- PROMPT
Copy every line that holds the string "snapshot" from the data below.
________
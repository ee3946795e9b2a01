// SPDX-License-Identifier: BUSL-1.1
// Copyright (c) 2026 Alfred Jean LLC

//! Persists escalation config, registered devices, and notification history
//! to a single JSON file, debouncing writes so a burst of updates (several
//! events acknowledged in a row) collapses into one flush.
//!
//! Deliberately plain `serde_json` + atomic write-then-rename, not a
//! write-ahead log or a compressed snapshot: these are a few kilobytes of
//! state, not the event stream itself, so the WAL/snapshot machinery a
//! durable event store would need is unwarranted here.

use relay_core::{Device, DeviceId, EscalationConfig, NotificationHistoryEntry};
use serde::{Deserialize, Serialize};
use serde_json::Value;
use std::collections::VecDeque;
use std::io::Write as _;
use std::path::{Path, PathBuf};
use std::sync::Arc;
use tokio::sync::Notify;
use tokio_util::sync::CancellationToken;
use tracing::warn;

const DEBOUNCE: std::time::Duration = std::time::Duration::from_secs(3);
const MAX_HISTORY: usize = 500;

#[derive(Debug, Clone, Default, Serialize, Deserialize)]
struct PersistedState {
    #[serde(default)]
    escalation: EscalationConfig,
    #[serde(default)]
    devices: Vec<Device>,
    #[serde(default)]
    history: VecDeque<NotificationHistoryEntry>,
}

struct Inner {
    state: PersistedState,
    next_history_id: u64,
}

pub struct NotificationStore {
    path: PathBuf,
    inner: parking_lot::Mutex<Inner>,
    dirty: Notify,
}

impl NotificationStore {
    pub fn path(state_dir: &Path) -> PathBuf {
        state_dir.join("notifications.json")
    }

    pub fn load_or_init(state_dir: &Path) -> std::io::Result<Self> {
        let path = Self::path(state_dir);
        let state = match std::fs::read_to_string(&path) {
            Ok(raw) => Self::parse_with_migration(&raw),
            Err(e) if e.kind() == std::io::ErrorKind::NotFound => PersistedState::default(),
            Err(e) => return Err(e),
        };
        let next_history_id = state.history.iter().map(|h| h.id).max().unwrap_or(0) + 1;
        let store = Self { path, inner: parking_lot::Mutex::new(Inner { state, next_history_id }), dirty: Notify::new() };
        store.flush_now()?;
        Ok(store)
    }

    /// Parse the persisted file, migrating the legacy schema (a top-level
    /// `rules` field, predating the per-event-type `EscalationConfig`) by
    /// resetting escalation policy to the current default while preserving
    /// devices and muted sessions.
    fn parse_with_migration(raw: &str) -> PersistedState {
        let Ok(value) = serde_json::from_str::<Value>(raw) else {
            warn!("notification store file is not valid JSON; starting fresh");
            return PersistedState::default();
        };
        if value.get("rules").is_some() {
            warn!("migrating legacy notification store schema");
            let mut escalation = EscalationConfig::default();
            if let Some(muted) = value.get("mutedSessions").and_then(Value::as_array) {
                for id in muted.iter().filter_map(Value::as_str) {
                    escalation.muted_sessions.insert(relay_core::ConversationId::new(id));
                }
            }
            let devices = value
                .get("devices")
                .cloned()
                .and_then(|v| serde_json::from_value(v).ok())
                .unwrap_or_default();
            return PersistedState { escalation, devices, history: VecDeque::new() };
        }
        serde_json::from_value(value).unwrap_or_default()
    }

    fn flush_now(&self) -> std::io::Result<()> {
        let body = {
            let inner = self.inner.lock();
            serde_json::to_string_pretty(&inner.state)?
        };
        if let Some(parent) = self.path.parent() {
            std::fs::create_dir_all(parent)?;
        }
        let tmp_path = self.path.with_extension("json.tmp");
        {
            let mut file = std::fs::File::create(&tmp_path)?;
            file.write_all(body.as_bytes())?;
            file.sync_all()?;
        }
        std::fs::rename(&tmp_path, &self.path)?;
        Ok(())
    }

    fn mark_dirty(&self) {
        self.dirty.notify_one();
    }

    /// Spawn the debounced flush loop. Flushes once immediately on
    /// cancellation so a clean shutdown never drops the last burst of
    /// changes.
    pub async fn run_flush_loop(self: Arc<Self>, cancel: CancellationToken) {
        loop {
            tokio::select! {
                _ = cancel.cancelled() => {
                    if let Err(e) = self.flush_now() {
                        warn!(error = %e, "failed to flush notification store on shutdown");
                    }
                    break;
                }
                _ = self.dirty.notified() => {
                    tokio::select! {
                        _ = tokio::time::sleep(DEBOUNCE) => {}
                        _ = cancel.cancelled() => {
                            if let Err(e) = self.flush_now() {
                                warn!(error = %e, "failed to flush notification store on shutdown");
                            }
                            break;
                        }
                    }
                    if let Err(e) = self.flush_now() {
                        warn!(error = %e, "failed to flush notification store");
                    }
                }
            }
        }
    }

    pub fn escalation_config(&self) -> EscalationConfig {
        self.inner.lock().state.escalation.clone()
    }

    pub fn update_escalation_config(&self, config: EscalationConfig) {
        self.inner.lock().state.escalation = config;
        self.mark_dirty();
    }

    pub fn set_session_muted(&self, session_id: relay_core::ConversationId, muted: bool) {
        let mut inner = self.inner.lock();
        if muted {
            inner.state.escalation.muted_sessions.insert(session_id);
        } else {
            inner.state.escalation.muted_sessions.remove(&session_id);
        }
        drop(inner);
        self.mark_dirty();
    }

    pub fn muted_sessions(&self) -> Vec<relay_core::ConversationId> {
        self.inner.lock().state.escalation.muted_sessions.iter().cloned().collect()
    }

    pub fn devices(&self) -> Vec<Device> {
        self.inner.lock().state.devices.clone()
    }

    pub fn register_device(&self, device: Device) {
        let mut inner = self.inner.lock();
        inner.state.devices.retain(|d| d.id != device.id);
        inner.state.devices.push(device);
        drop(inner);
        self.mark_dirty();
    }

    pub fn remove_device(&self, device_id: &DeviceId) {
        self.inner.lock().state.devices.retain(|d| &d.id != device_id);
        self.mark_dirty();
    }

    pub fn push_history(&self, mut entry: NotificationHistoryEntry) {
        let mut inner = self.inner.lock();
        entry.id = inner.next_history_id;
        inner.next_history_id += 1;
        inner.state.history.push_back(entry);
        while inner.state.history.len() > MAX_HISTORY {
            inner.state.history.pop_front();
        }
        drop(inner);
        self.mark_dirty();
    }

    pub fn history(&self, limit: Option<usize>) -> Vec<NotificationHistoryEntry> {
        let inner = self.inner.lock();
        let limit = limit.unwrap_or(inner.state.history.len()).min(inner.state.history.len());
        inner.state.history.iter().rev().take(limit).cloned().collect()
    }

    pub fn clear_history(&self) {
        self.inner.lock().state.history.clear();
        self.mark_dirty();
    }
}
________
- EXERCISE ANSWER
//! write-ahead log or a compressed snapshot: these are a few kilobytes of
//! state, not the event stream itself, so the WAL/snapshot machinery a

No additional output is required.